Parmi eux, une Française d’environ 80 ans, toujours en réanimation. "Elle souffre de plaies abdominales et d’une fracture ouverte à la jambe. Elle a beaucoup saigné et son état de conscience est instable", diagnostique le Dr Ziad Becadhi, chirurgien orthopédique. Elle a été blessée dans le bus où elle se trouvait avec sa fille, qui ne souffre que de "lésions superficielles". Cette dernière a refusé de nous parler, "très affectée par l’état de sa mère et encore sous le choc", selon le Dr Becadhi.

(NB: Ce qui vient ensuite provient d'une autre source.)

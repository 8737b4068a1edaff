use chrono::{DateTime, Utc};
use std::sync::Arc;
use tracing::{error, info, instrument};

use super::models::{
    LeaderboardEntry, LeaderboardModel, LeaderboardType, ScoreSource, TimeWindow,
};
use super::repository::LeaderboardRepository;
use crate::config::GamificationConfig;
use crate::content::ContentStats;
use crate::event::{EventBus, GamificationEvent};
use crate::points::repository::PointsLedgerRepository;
use crate::shared::AppError;
use crate::users::UserRepository;

/// Leaderboard generator: resolves a board type to a scoring dimension
/// and time window, computes the ranked snapshot, and swaps it into the
/// snapshot store.
pub struct LeaderboardService {
    repository: Arc<dyn LeaderboardRepository>,
    ledger: Arc<dyn PointsLedgerRepository>,
    users: Arc<dyn UserRepository>,
    content: Arc<dyn ContentStats>,
    config: Arc<GamificationConfig>,
    event_bus: EventBus,
}

impl LeaderboardService {
    pub fn new(
        repository: Arc<dyn LeaderboardRepository>,
        ledger: Arc<dyn PointsLedgerRepository>,
        users: Arc<dyn UserRepository>,
        content: Arc<dyn ContentStats>,
        config: Arc<GamificationConfig>,
        event_bus: EventBus,
    ) -> Self {
        Self {
            repository,
            ledger,
            users,
            content,
            config,
            event_bus,
        }
    }

    /// Generates and stores a fresh snapshot for the board
    #[instrument(skip(self))]
    pub async fn generate(
        &self,
        leaderboard_type: LeaderboardType,
        limit: i64,
    ) -> Result<LeaderboardModel, AppError> {
        self.generate_at(leaderboard_type, limit, Utc::now()).await
    }

    /// Generation anchored at an explicit instant. Exposed for
    /// deterministic tests.
    pub async fn generate_at(
        &self,
        leaderboard_type: LeaderboardType,
        limit: i64,
        now: DateTime<Utc>,
    ) -> Result<LeaderboardModel, AppError> {
        let window = leaderboard_type.window(now, self.config.leaderboard_epoch);
        let scores = self.resolve_scores(leaderboard_type, &window, limit).await?;
        let entries = self.build_entries(scores).await;

        let board = LeaderboardModel {
            leaderboard_type,
            entries,
            period_start: window.start,
            period_end: window.end,
            last_updated: now,
        };

        self.repository.replace_snapshot(&board).await?;

        info!(
            leaderboard_type = %leaderboard_type,
            entries = board.entries.len(),
            "Leaderboard generated"
        );
        self.event_bus.emit(GamificationEvent::LeaderboardGenerated {
            leaderboard_type: leaderboard_type.to_string(),
            entry_count: board.entries.len(),
        });

        Ok(board)
    }

    async fn resolve_scores(
        &self,
        leaderboard_type: LeaderboardType,
        window: &TimeWindow,
        limit: i64,
    ) -> Result<Vec<(String, i64)>, AppError> {
        match leaderboard_type.score_source() {
            ScoreSource::WindowedPoints(kind) => {
                self.ledger
                    .sum_deltas_by_user(kind, window.start, window.end, limit)
                    .await
            }
            ScoreSource::StoredPoints(kind) => {
                let users = self.users.top_by_points(kind, limit).await?;
                Ok(users
                    .into_iter()
                    .map(|user| {
                        let score = match kind {
                            crate::points::models::PointKind::Pc => user.pc_points,
                            crate::points::models::PointKind::Pcon => user.pcon_points,
                        };
                        (user.id, score)
                    })
                    .collect())
            }
            ScoreSource::AnswerCount { accepted_only } => {
                self.content
                    .top_answer_authors(window.start, window.end, accepted_only, limit)
                    .await
            }
        }
    }

    /// Enriches ranked (user, score) pairs with username and rank.
    /// Users that vanished from the user store keep their row with a
    /// placeholder name.
    async fn build_entries(&self, scores: Vec<(String, i64)>) -> Vec<LeaderboardEntry> {
        let mut entries = Vec::with_capacity(scores.len());

        for (index, (user_id, score)) in scores.into_iter().enumerate() {
            let (username, rank) = match self.users.get_user(&user_id).await {
                Ok(Some(user)) => (user.username, Some(user.rank)),
                Ok(None) => ("Unknown".to_string(), None),
                Err(e) => {
                    error!(error = %e, user_id = %user_id, "Failed to enrich leaderboard entry");
                    ("Unknown".to_string(), None)
                }
            };

            entries.push(LeaderboardEntry {
                position: (index + 1) as i64,
                user_id,
                username,
                score,
                rank,
                badges: Vec::new(),
            });
        }

        entries
    }

    /// The stored snapshot, if one has been generated. Advisory data:
    /// failures degrade to None.
    #[instrument(skip(self))]
    pub async fn get_snapshot(
        &self,
        leaderboard_type: LeaderboardType,
    ) -> Option<LeaderboardModel> {
        match self.repository.get_snapshot(leaderboard_type).await {
            Ok(snapshot) => snapshot,
            Err(e) => {
                error!(error = %e, "Failed to load leaderboard snapshot");
                None
            }
        }
    }

    /// Linear scan of the stored snapshot for the user's position;
    /// None when absent or when no snapshot exists yet
    #[instrument(skip(self))]
    pub async fn user_position(
        &self,
        user_id: &str,
        leaderboard_type: LeaderboardType,
    ) -> Option<i64> {
        self.user_entry(user_id, leaderboard_type)
            .await
            .map(|entry| entry.position)
    }

    /// The user's full snapshot row, for dashboards
    pub async fn user_entry(
        &self,
        user_id: &str,
        leaderboard_type: LeaderboardType,
    ) -> Option<LeaderboardEntry> {
        let snapshot = self.get_snapshot(leaderboard_type).await?;
        snapshot
            .entries
            .into_iter()
            .find(|entry| entry.user_id == user_id)
    }
}
pub mod models;
pub mod repository;
pub mod service;

pub use models::{ReferralMilestone, ReferralRewardModel};
pub use repository::{
    InMemoryReferralRepository, PostgresReferralRepository, ReferralRepository,
};
pub use service::ReferralService;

Lui non plus n’est pas passé dans le jour d’après. Cela fait 24 heures qu’il est de garde, dont quasiment la moitié passée au bloc. Pourtant, il est toujours là, la voix douce et le sourire aux lèvres, passant de chambre en chambre pour vérifier l’état de ses patients.
Une mobilisation réduite
Le choc est aussi perceptible parmi la foule qui s’est réunie devant le Bardo, jeudi après-midi, pour dénoncer le terrorisme. Des bougies brûlent en hommage aux victimes, le drapeau rouge et blanc de la Tunisie flotte dans l’air tiède et les manifestants entonnent avec ferveur l’hymne national.

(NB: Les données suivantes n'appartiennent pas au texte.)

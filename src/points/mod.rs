pub mod models;
pub mod repository;
pub mod service;

pub use models::{PointKind, PointsAward, PointsEntryModel, TargetRef};
pub use repository::{InMemoryPointsLedger, PointsLedgerRepository, PostgresPointsLedger};
pub use service::PointsService;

"J’aime mon pays et cela ne nous ressemble pas", confie Amel Jeddi. Cette femme de 49 ans a perdu son mari policier, tué à Sousse en 2011 "par des terroristes". "Je suis la femme d’un martyre. Quand allons-nous arrêter cela ?", demande-t-elle en brandissant le portrait de son défunt. À côté d’elle, trois jeunes hommes agitent une pancarte "Je suis Charlie, Je suis la Tunisie".
La comparaison est évidente. La violence est semblable. La mobilisation reste, elle, encore circonscrite et seules 300 à 400 personnes se sont rassemblées pour répondre à l’appel de l’UGTT, le plus grand syndicat du pays, des mouvements estudiantins et des ONG de défense des droits de l’Homme.
"Tout le monde est sonné"
"Tout le monde est encore un peu sonné", explique Zied Boussen, chargé de plaidoyer pour Al Bawsala, une association qui veille à la transparence des institutions et siège dans le Parlement. Zied était en commission mercredi lorsqu’il a été évacué en quatrième vitesse alors que l’attaque battait son plein à quelques mètres.

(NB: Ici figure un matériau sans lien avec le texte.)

impl AchievementService {
    pub fn new(
        repository: Arc<dyn AchievementRepository>,
        users: Arc<dyn UserRepository>,
        content: Arc<dyn ContentStats>,
        streaks: Arc<dyn StreakRepository>,
        leaderboards: Arc<dyn LeaderboardRepository>,
        event_bus: EventBus,
    ) -> Self {
        Self {
            repository,
            users,
            content,
            streaks,
            leaderboards,
            event_bus,
        }
    }

    /// Seeds the built-in catalog; safe to call repeatedly
    #[instrument(skip(self))]
    pub async fn initialize_achievements(&self) -> Result<usize, AppError> {
        let mut inserted = 0;
        for achievement in default_achievements() {
            if self
                .repository
                .insert_achievement_if_absent(&achievement)
                .await?
            {
                inserted += 1;
            }
        }
        info!(inserted, "Achievement catalog initialized");
        Ok(inserted)
    }

    /// The whole catalog in sort order, for administrative listings
    pub async fn list_achievements(&self) -> Result<Vec<Achievement>, AppError> {
        self.repository.list_achievements().await
    }

    /// Builds a fresh statistics snapshot for the user, or None when the
    /// user does not exist. Individual statistic failures degrade to 0.
    #[instrument(skip(self, boards))]
    pub async fn collect_statistics(
        &self,
        user_id: &str,
        boards: &HashSet<LeaderboardType>,
    ) -> Result<Option<UserStatistics>, AppError> {
        let Some(user) = self.users.get_user(user_id).await? else {
            return Ok(None);
        };

        let questions_created = or_zero(
            self.content.questions_created(user_id).await,
            "questions_created",
            user_id,
        );
        let answers_created = or_zero(
            self.content.answers_created(user_id).await,
            "answers_created",
            user_id,
        );
        let accepted_answers = or_zero(
            self.content.accepted_answers(user_id).await,
            "accepted_answers",
            user_id,
        );
        let total_upvotes = or_zero(
            self.content.upvotes_received(user_id).await,
            "total_upvotes",
            user_id,
        );

        let streaks: HashMap<StreakType, i64> = match self.streaks.user_streaks(user_id).await {
            Ok(streaks) => streaks
                .into_iter()
                .map(|s| (s.streak_type, s.current_count))
                .collect(),
            Err(e) => {
                warn!(error = %e, user_id = %user_id, "Streaks unavailable, using empty set");
                HashMap::new()
            }
        };

        let mut leaderboard_positions = HashMap::new();
        for board in boards {
            match self.leaderboards.get_snapshot(*board).await {
                Ok(Some(snapshot)) => {
                    if let Some(entry) =
                        snapshot.entries.iter().find(|entry| entry.user_id == user_id)
                    {
                        leaderboard_positions.insert(*board, entry.position);
                    }
                }
                Ok(None) => {}
                Err(e) => {
                    warn!(error = %e, board = %board, "Leaderboard snapshot unavailable");
                }
            }
        }

        let days_since_registration =
            (chrono::Utc::now() - user.created_at).num_days().max(0);

        Ok(Some(UserStatistics {
            user_id: user_id.to_string(),
            pc_points: user.pc_points,
            pcon_points: user.pcon_points,
            questions_created,
            answers_created,
            accepted_answers,
            total_upvotes,
            followers: user.followers,
            following: user.following,
            days_since_registration,
            streaks,
            leaderboard_positions,
        }))
    }

    /// Evaluates every catalog achievement against a fresh snapshot and
    /// records the newly satisfied ones. Returns the earns made by this
    /// call, paired with their definitions for reward payout.
    #[instrument(skip(self))]
    pub async fn check_achievements(
        &self,
        user_id: &str,
    ) -> Result<Vec<(UserAchievementModel, Achievement)>, AppError> {
        let achievements = self.repository.list_achievements().await?;

        let Some(stats) = self
            .collect_statistics(user_id, &referenced_boards(&achievements))
            .await?
        else {
            return Ok(Vec::new());
        };

        let earned_ids: HashSet<String> = self
            .repository
            .earned_by_user(user_id)
            .await?
            .into_iter()
            .map(|record| record.achievement_id)
            .collect();

        let mut newly_earned = Vec::new();

        for achievement in achievements {
            if earned_ids.contains(&achievement.id) && !achievement.is_repeatable {
                continue;
            }
            if !achievement.criteria.is_satisfied_by(&stats) {
                continue;
            }

            let record = UserAchievementModel::earned(
                user_id,
                &achievement.id,
                achievement.criteria.target_value(),
            );

            match self
                .repository
                .try_award(&record, achievement.is_repeatable)
                .await?
            {
                AchievementAwardOutcome::Awarded(record) => {
                    info!(
                        user_id = %user_id,
                        achievement = %achievement.name,
                        "Achievement earned"
                    );
                    self.event_bus.emit(GamificationEvent::AchievementEarned {
                        user_id: user_id.to_string(),
                        achievement_id: achievement.id.clone(),
                    });
                    newly_earned.push((record, achievement));
                }
                // A concurrent pass recorded it first; no double payout
                AchievementAwardOutcome::AlreadyEarned(_) => {}
            }
        }

        Ok(newly_earned)
    }

    /// Progress across the catalog, filtered, unearned-first then by
    /// descending percentage. Advisory data: failures degrade to empty.
    #[instrument(skip(self, filters))]
    pub async fn get_user_achievement_progress(
        &self,
        user_id: &str,
        filters: &AchievementFilters,
    ) -> Vec<AchievementProgress> {
        let achievements = match self.repository.list_achievements().await {
            Ok(achievements) => achievements,
            Err(e) => {
                error!(error = %e, "Failed to load achievement catalog");
                return Vec::new();
            }
        };

        let stats = match self
            .collect_statistics(user_id, &referenced_boards(&achievements))
            .await
        {
            Ok(Some(stats)) => stats,
            Ok(None) => return Vec::new(),
            Err(e) => {
                error!(error = %e, user_id = %user_id, "Failed to snapshot statistics");
                return Vec::new();
            }
        };

        let earned: HashMap<String, UserAchievementModel> =
            match self.repository.earned_by_user(user_id).await {
                Ok(records) => records
                    .into_iter()
                    .map(|record| (record.achievement_id.clone(), record))
                    .collect(),
                Err(e) => {
                    error!(error = %e, user_id = %user_id, "Failed to load earned achievements");
                    HashMap::new()
                }
            };

        let mut progress_list: Vec<AchievementProgress> = achievements
            .into_iter()
            .filter(|a| filters.category.map_or(true, |c| a.category == c))
            .filter(|a| filters.rarity.map_or(true, |r| a.rarity == r))
            .filter(|a| filters.is_hidden.map_or(true, |h| a.is_hidden == h))
            .filter(|a| match &filters.search {
                Some(search) => {
                    let needle = search.to_lowercase();
                    a.name.to_lowercase().contains(&needle)
                        || a.description.to_lowercase().contains(&needle)
                }
                None => true,
            })
            .map(|achievement| {
                let record = earned.get(&achievement.id);
                let is_earned = record.is_some();
                let target = achievement.criteria.target_value();
                let current = achievement.criteria.progress_in(&stats).min(target);
                let percentage = ((current as f64 / target as f64) * 100.0).min(100.0);

                AchievementProgress {
                    current_progress: current,
                    target_progress: target,
                    percentage,
                    is_earned,
                    earned_at: record.and_then(|r| r.earned_at),
                    achievement,
                }
            })
            .filter(|p| filters.is_earned.map_or(true, |e| p.is_earned == e))
            .collect();

        progress_list.sort_by(|a, b| {
            a.is_earned.cmp(&b.is_earned).then_with(|| {
                b.percentage
                    .partial_cmp(&a.percentage)
                    .unwrap_or(std::cmp::Ordering::Equal)
            })
        });
        progress_list
    }

    /// The user's most recent earns joined with their definitions
    pub async fn recent_earned(
        &self,
        user_id: &str,
        limit: usize,
    ) -> Vec<(UserAchievementModel, Achievement)> {
        let records = match self.repository.earned_by_user(user_id).await {
            Ok(records) => records,
            Err(e) => {
                error!(error = %e, user_id = %user_id, "Failed to load earned achievements");
                return Vec::new();
            }
        };

        let mut joined = Vec::new();
        for record in records.into_iter().take(limit) {
            match self.repository.get_achievement(&record.achievement_id).await {
                Ok(Some(achievement)) => joined.push((record, achievement)),
                Ok(None) => {
                    warn!(
                        achievement_id = %record.achievement_id,
                        "Earned achievement missing from catalog"
                    );
                }
                Err(e) => error!(error = %e, "Failed to join achievement definition"),
            }
        }
        joined
    }

    pub async fn earned_count_for(&self, user_id: &str) -> usize {
        self.repository
            .earned_by_user(user_id)
            .await
            .map(|records| records.len())
            .unwrap_or(0)
    }

    pub async fn total_earned(&self) -> i64 {
        self.repository.count_earned().await.unwrap_or(0)
    }
}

À peine remis de la tuerie de la veille, il a décidé de reprendre le travail jeudi, à l’instar de ses collègues. "Matériellement tout était à sa place, mais psychologiquement c’était dur. Nous avons quand même voulu reprendre les travaux parlementaires vite pour ne pas donner l’impression que les terroristes avaient gagné", témoigne-il.
Le deuil ne fait que commencer. Mais tous ont à cœur de montrer à quel point la Tunisie est vivante et prête à se battre pour défendre le modèle démocrate qu’elle s’est évertuée à devenir ces quatre dernières années. De nouvelles manifestations sont prévues dans les jours à venir.